The Atlanta Veteran's Affairs Medical Center (AVAMC), adjacent to the Emory campus, houses a clinical HIV program staffed by CFAR physicians that follows 1,307 veterans with HIV disease – the largest population of HIV-infected patients within the national Veterans Affairs health care system. The AVAMC HIV program also maintains the oldest and most comprehensive research database of veterans with HIV/AIDS in the country, with records of more than 3,500 patients spanning 28 years. Research undertaken by CFAR scientists at the AVAMC has been crucial to new insights on HIV disease care and progression arising from the national Veterans Aging Cohort Study.

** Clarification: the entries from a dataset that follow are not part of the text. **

use crate::cli::support::{event_dir, hackjudge, read_output};
use predicates::prelude::*;
use std::fs;

#[test]
fn test_projects_listing() {
    let dir = event_dir();

    hackjudge()
        .current_dir(dir.path())
        .arg("projects")
        .assert()
        .success()
        .stdout(predicate::str::starts_with("HACKATHON PROJECT SUBMISSIONS\n"))
        .stdout(predicate::str::contains("1       Alpha\n2       Beta\n3       Gamma"));

    assert_eq!(
        read_output(dir.path(), "projects/projects_list.csv"),
        "Table,Project Name\n1,Alpha\n2,Beta\n3,Gamma\n"
    );
}

#[test]
fn test_projects_uses_event_name_from_config() {
    let dir = event_dir();
    fs::write(
        dir.path().join("hackjudge.toml"),
        "event_name = \"RIVERHACKS25 PROJECT SUBMISSIONS\"\n",
    )
    .unwrap();

    hackjudge()
        .current_dir(dir.path())
        .arg("projects")
        .assert()
        .success()
        .stdout(predicate::str::starts_with("RIVERHACKS25 PROJECT SUBMISSIONS\n"));
}

#[test]
fn test_projects_json_cleans_tracks() {
    let dir = event_dir();

    let output = hackjudge()
        .current_dir(dir.path())
        .args(["--format", "json", "projects"])
        .output()
        .unwrap();
    assert!(output.status.success());

    let json: serde_json::Value = serde_json::from_slice(&output.stdout).unwrap();
    assert_eq!(json["projects"][1]["project"], "Beta");
    assert_eq!(json["projects"][1]["table"], 2);
    assert_eq!(json["projects"][1]["track_a"], "Main Track");
    assert!(json["projects"][1]["track_b"].is_null());
}

#[test]
fn test_projects_missing_name_column() {
    let dir = event_dir();
    fs::write(dir.path().join("data/projects.csv"), "Title\nAlpha\n").unwrap();

    hackjudge()
        .current_dir(dir.path())
        .arg("projects")
        .assert()
        .code(3)
        .stderr(predicate::str::contains("missing required column 'Project Name'"));
}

CFAR's Hope Clinic of the Emory Vaccine Center continues to be a national leader in conducting clinical trials for HIV vaccines and is a top-enrolling site for the NIH HVTN (HIV Vaccine Trials Network). The CFAR also is a leading clinical site for the NIH-led HIV Prevention Trials Network (HPTN). A recent HPTN study concluded that the HIV incidence rate for U.S. women living in areas hardest hit by the epidemic, including Atlanta, is much higher than the overall estimated U.S. incidence rate for black adolescent and adult women.
Recent CFAR at Emory accomplishments also include:
- Launch of AIDSVu, a new online tool providing comprehensive and easy-to-understand data on persons living with an HIV infection diagnosis in the United States, including geographic prevalence, testing locations, and self-help information.
- Launch of TestingTogether.org, an organization providing couples voluntary counseling and testing for men who have sex with men. The initiative is supported by a grant from the MAC AIDS Fund and is conducted in collaboration with AID Atlanta and the Ric Crawford Clinic (formerly AIDS Gwinnett).
- A partnership with CDC's Enhanced Comprehensive HIV Prevention Planning and Implementation (ECHPP) program, a collaboration with the Georgia Department of Public Health to support couples voluntary counseling and testing (CVCT) in MSM couples. This strategy was adapted from the successful CVCT strategy developed by CFAR members in Rwanda and Zambia.
- Implementation of a new high-resolution cryo-transmission electron microscope that will allow CFAR scientists to view three-dimensional structures of viruses, determine structural changes in HIV, and work to develop and improve effective treatments. The microscope, one of only four like it in the world, is supported by the Georgia Research Alliance.